» Problem details
In the entries below, find each line bearing the string "ThresholdChart" and copy it.
+-------+
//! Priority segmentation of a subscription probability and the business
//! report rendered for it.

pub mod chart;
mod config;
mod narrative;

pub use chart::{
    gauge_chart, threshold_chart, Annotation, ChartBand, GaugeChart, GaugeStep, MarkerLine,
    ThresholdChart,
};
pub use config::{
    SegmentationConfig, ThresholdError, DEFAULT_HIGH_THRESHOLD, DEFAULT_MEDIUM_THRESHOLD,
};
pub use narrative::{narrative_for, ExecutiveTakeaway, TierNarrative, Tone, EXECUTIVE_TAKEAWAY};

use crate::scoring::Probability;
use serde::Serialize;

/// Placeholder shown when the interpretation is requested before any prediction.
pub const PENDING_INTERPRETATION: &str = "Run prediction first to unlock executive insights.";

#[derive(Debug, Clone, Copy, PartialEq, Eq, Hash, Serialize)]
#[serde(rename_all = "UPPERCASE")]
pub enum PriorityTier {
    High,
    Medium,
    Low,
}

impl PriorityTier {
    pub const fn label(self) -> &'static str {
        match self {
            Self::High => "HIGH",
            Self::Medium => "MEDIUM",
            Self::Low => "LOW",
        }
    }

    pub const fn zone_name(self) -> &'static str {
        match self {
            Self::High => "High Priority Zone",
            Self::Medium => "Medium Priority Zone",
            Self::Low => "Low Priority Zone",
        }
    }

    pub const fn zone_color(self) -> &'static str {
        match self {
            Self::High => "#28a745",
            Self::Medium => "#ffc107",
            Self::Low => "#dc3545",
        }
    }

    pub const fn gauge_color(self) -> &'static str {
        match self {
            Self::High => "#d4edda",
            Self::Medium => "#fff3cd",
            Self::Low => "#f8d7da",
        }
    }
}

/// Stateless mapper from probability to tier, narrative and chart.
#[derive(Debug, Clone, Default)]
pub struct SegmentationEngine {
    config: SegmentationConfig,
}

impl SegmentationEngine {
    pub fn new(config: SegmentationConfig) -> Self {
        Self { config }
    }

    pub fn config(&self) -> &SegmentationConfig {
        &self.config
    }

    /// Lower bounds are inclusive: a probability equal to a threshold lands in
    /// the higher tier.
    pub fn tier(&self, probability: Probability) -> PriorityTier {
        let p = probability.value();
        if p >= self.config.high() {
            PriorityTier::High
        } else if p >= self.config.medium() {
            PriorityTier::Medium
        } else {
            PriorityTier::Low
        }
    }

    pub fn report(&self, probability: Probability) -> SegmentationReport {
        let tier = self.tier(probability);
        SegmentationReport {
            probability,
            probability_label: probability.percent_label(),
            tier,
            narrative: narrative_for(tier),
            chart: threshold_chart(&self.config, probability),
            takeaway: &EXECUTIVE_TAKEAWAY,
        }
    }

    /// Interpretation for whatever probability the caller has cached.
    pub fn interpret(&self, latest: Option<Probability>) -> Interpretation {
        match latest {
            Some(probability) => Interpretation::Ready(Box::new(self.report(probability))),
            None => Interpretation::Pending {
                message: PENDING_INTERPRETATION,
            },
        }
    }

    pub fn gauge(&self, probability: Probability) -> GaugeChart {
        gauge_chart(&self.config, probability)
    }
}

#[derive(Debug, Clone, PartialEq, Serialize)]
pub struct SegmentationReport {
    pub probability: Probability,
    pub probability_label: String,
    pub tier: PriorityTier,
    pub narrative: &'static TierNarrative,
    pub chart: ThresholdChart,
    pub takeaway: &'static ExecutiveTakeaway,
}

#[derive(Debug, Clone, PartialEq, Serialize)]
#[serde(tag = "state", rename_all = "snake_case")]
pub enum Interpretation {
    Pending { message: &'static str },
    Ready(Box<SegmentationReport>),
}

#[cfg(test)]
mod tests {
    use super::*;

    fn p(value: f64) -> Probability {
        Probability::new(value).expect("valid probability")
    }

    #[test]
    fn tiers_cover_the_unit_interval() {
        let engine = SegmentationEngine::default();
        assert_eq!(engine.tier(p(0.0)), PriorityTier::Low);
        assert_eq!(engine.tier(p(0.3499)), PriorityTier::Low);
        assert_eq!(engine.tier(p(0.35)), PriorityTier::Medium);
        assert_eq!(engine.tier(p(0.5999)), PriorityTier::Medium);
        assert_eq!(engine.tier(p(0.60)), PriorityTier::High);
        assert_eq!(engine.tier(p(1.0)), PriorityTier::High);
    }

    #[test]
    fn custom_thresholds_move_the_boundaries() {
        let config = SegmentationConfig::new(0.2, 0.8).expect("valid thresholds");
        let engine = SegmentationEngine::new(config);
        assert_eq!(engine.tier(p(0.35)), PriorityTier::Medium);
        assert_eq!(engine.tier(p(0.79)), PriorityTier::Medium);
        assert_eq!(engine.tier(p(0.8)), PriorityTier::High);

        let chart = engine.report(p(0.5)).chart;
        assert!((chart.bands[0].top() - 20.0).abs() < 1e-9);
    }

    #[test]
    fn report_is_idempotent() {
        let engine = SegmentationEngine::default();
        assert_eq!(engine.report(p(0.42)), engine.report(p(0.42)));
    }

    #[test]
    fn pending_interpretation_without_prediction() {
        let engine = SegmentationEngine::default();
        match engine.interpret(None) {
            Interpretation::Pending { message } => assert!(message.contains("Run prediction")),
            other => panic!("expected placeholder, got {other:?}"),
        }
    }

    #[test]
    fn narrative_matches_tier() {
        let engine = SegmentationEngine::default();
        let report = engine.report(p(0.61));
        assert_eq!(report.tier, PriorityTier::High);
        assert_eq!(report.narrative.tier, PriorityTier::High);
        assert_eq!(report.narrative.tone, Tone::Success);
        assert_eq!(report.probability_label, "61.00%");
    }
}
+-------+
» Solution to this problem
    ThresholdChart,
    pub chart: ThresholdChart,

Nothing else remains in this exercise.